=== WORK INSTRUCTION ===
What is the number of lines in the listing that contain "Option"? Give that number only.

=== EXERCISE INPUTS ===

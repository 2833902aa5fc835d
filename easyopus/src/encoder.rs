//! Encoder controller.

use std::sync::Arc;

use crate::constants::{Application, Bitrate, Channels, Complexity, FrameDuration};
use crate::error::CodecError;
use crate::ffi;
use crate::guard::{self, Direction};
use crate::instance::{EncoderConfig, EncoderInstance};
use crate::logger::{Logger, default_logger, log_debug, log_error};
use crate::packet::Packet;
use crate::pcm::{self, Endian};
use crate::pipeline;

/// Owns zero or one Opus encoder instance.
///
/// Every operation except `init`, `create` and `release` requires a live
/// instance and fails with `CodecError::NotInitialized` otherwise.
pub struct Encoder {
    instance: Option<EncoderInstance>,
    logger: Arc<dyn Logger>,
}

impl Default for Encoder {
    fn default() -> Self {
        Self::new()
    }
}

impl Encoder {
    /// Creates an encoder controller with no instance.
    pub fn new() -> Self {
        Self::with_logger(default_logger())
    }

    /// Creates an encoder controller reporting to `logger`.
    pub fn with_logger(logger: Arc<dyn Logger>) -> Self {
        Self {
            instance: None,
            logger,
        }
    }

    /// Allocates encoder state and initializes it in place.
    ///
    /// # Parameters
    /// - `sample_rate`: Sample rate (8000, 12000, 16000, 24000, or 48000)
    /// - `channels`: Channel layout
    /// - `application`: Intended application type
    pub fn init(
        &mut self,
        sample_rate: i32,
        channels: Channels,
        application: Application,
    ) -> Result<(), CodecError> {
        self.install("init", sample_rate, channels, application, EncoderInstance::init_in_place)
    }

    /// Like `init`, but libopus allocates the state itself.
    pub fn create(
        &mut self,
        sample_rate: i32,
        channels: Channels,
        application: Application,
    ) -> Result<(), CodecError> {
        self.install("create", sample_rate, channels, application, EncoderInstance::create)
    }

    fn install(
        &mut self,
        op: &'static str,
        sample_rate: i32,
        channels: Channels,
        application: Application,
        build: fn(EncoderConfig) -> Result<EncoderInstance, CodecError>,
    ) -> Result<(), CodecError> {
        if self.instance.is_some() {
            log_debug!(self.logger, "[{}] replacing existing encoder", op);
            self.release();
        }

        if sample_rate <= 0 {
            let err = CodecError::InvalidArgument(format!("sample rate {sample_rate}"));
            log_error!(self.logger, "[{}] couldn't init encoder: {}", op, err);
            return Err(err);
        }

        let config = EncoderConfig {
            sample_rate,
            channels,
            application,
        };
        match build(config) {
            Ok(instance) => {
                log_debug!(
                    self.logger,
                    "[{}] encoder successfully initialized: {}Hz, {} channel(s), {:?}, state {}",
                    op,
                    sample_rate,
                    channels.count(),
                    application,
                    instance.describe()
                );
                self.instance = Some(instance);
                Ok(())
            }
            Err(err) => {
                log_error!(self.logger, "[{}] couldn't init encoder: {}", op, err);
                Err(err)
            }
        }
    }

    /// Returns true while an instance is allocated.
    pub fn is_initialized(&self) -> bool {
        self.instance.is_some()
    }

    /// Returns the configuration of the live instance.
    pub fn config(&self) -> Option<EncoderConfig> {
        self.instance.as_ref().map(|inst| *inst.config())
    }

    /// Returns the frame size for a given duration at the configured rate.
    pub fn frame_size_for_duration(&self, fd: FrameDuration) -> Option<i32> {
        self.config().map(|config| fd.frame_size(config.sample_rate))
    }

    /// Sets the target bitrate.
    pub fn set_bitrate(&mut self, bitrate: Bitrate) -> Result<(), CodecError> {
        self.ctl_set("set_bitrate", ffi::OPUS_SET_BITRATE_REQUEST, bitrate.to_ffi())
    }

    /// Returns the current bitrate. Under `Bitrate::Auto` libopus reports the
    /// value it picked rather than `Auto`.
    pub fn bitrate(&mut self) -> Result<Bitrate, CodecError> {
        self.ctl_get("bitrate", ffi::OPUS_GET_BITRATE_REQUEST)
            .map(Bitrate::from_ffi)
    }

    /// Sets the encoder complexity (0-10).
    pub fn set_complexity(&mut self, complexity: Complexity) -> Result<(), CodecError> {
        self.ctl_set(
            "set_complexity",
            ffi::OPUS_SET_COMPLEXITY_REQUEST,
            complexity.level(),
        )
    }

    /// Returns the current complexity.
    pub fn complexity(&mut self) -> Result<Complexity, CodecError> {
        let level = self.ctl_get("complexity", ffi::OPUS_GET_COMPLEXITY_REQUEST)?;
        Complexity::new(level)
    }

    fn ctl_set(&mut self, op: &'static str, request: i32, value: i32) -> Result<(), CodecError> {
        let inst = guard::require(&mut self.instance, Direction::Encoder, op, self.logger.as_ref())?;
        let ret = unsafe { ffi::opus_encoder_ctl(inst.as_ptr(), request, value) };
        if ret != ffi::OPUS_OK {
            let err = CodecError::control(request, ret);
            log_error!(self.logger, "[{}] {} rejected: {}", op, value, err);
            return Err(err);
        }
        Ok(())
    }

    fn ctl_get(&mut self, op: &'static str, request: i32) -> Result<i32, CodecError> {
        let inst = guard::require(&mut self.instance, Direction::Encoder, op, self.logger.as_ref())?;
        let mut value: i32 = 0;
        let ret = unsafe { ffi::opus_encoder_ctl(inst.as_ptr(), request, &mut value as *mut i32) };
        if ret != ffi::OPUS_OK {
            let err = CodecError::control(request, ret);
            log_error!(self.logger, "[{}] {}", op, err);
            return Err(err);
        }
        Ok(value)
    }

    /// Encodes one frame of interleaved PCM samples.
    ///
    /// # Parameters
    /// - `pcm`: Input PCM samples (at least frame_size * channels)
    /// - `frame_size`: Number of samples per channel
    pub fn encode(&mut self, pcm: &[i16], frame_size: i32) -> Result<Packet, CodecError> {
        let inst = guard::require(&mut self.instance, Direction::Encoder, "encode", self.logger.as_ref())?;
        pipeline::encode_frame(inst, pcm, frame_size).inspect_err(|err| {
            log_error!(self.logger, "[encode] {}", err);
        })
    }

    /// Encodes one frame of byte-packed PCM with the given byte order.
    pub fn encode_bytes(
        &mut self,
        pcm: &[u8],
        endian: Endian,
        frame_size: i32,
    ) -> Result<Packet, CodecError> {
        let inst = guard::require(
            &mut self.instance,
            Direction::Encoder,
            "encode_bytes",
            self.logger.as_ref(),
        )?;
        pcm::bytes_to_samples(pcm, endian)
            .and_then(|samples| pipeline::encode_frame(inst, &samples, frame_size))
            .inspect_err(|err| {
                log_error!(self.logger, "[encode_bytes] {}", err);
            })
    }

    /// Frees the instance. Calling it with no instance is a no-op.
    pub fn release(&mut self) {
        if self.instance.take().is_some() {
            log_debug!(self.logger, "[release] encoder released");
        }
    }
}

=== RESPONSE FOR THIS EXERCISE ===
3